--- START ---

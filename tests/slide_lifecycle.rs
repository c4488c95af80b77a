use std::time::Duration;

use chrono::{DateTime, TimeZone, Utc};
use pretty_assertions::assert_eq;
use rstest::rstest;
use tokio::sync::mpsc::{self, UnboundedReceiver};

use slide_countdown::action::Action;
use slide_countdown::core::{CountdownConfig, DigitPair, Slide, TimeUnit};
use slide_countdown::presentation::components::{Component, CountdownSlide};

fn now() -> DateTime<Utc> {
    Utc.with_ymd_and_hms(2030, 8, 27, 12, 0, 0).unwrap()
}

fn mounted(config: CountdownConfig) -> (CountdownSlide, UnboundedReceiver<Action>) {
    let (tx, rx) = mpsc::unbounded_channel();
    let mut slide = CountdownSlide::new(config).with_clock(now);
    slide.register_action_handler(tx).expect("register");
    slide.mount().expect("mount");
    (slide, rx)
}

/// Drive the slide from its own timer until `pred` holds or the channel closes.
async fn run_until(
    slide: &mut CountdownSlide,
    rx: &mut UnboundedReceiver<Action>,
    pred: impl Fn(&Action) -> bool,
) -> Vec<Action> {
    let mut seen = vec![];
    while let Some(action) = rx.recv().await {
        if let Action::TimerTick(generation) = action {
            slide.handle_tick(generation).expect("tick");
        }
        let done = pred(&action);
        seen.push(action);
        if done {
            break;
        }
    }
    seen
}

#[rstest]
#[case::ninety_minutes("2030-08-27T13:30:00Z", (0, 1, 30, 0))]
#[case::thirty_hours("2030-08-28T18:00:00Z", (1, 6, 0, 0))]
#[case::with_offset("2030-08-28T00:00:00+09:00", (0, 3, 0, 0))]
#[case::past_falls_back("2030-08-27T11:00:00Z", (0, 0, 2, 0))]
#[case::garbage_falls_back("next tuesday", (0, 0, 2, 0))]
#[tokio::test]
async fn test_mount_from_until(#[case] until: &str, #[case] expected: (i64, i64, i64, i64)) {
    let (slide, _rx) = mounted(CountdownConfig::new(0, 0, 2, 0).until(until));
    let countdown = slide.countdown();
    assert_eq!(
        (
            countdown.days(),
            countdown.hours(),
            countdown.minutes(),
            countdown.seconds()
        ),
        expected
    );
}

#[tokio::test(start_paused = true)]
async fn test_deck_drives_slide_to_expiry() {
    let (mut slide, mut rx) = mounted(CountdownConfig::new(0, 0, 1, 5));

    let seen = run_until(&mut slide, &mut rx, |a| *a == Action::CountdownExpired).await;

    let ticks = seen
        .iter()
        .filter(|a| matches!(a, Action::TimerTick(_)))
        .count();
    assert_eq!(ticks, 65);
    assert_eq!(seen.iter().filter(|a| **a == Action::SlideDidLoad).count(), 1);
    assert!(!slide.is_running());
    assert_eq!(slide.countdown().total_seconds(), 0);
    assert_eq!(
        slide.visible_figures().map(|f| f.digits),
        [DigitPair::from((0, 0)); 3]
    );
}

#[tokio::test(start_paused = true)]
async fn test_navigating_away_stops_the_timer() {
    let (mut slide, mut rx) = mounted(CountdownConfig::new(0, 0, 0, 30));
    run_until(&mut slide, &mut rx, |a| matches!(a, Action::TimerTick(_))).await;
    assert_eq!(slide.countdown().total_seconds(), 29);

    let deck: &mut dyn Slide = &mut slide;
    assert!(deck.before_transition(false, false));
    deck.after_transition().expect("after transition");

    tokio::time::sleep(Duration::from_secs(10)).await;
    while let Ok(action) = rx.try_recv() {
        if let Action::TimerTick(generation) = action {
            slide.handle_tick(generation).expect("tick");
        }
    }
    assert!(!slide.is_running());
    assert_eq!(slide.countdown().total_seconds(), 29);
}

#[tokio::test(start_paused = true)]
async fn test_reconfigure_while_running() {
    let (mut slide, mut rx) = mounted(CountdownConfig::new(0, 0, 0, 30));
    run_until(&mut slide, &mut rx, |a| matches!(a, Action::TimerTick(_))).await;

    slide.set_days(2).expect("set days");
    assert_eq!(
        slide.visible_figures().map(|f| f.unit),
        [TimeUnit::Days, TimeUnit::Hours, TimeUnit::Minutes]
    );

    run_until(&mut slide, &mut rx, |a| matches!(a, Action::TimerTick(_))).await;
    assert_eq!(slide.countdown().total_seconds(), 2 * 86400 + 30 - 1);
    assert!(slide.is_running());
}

--- END ---

Your instructions: Search the listing for the string "UnboundedReceiver". Copy each line where it turns up.

Answer below:
use tokio::sync::mpsc::{self, UnboundedReceiver};
fn mounted(config: CountdownConfig) -> (CountdownSlide, UnboundedReceiver<Action>) {
    rx: &mut UnboundedReceiver<Action>,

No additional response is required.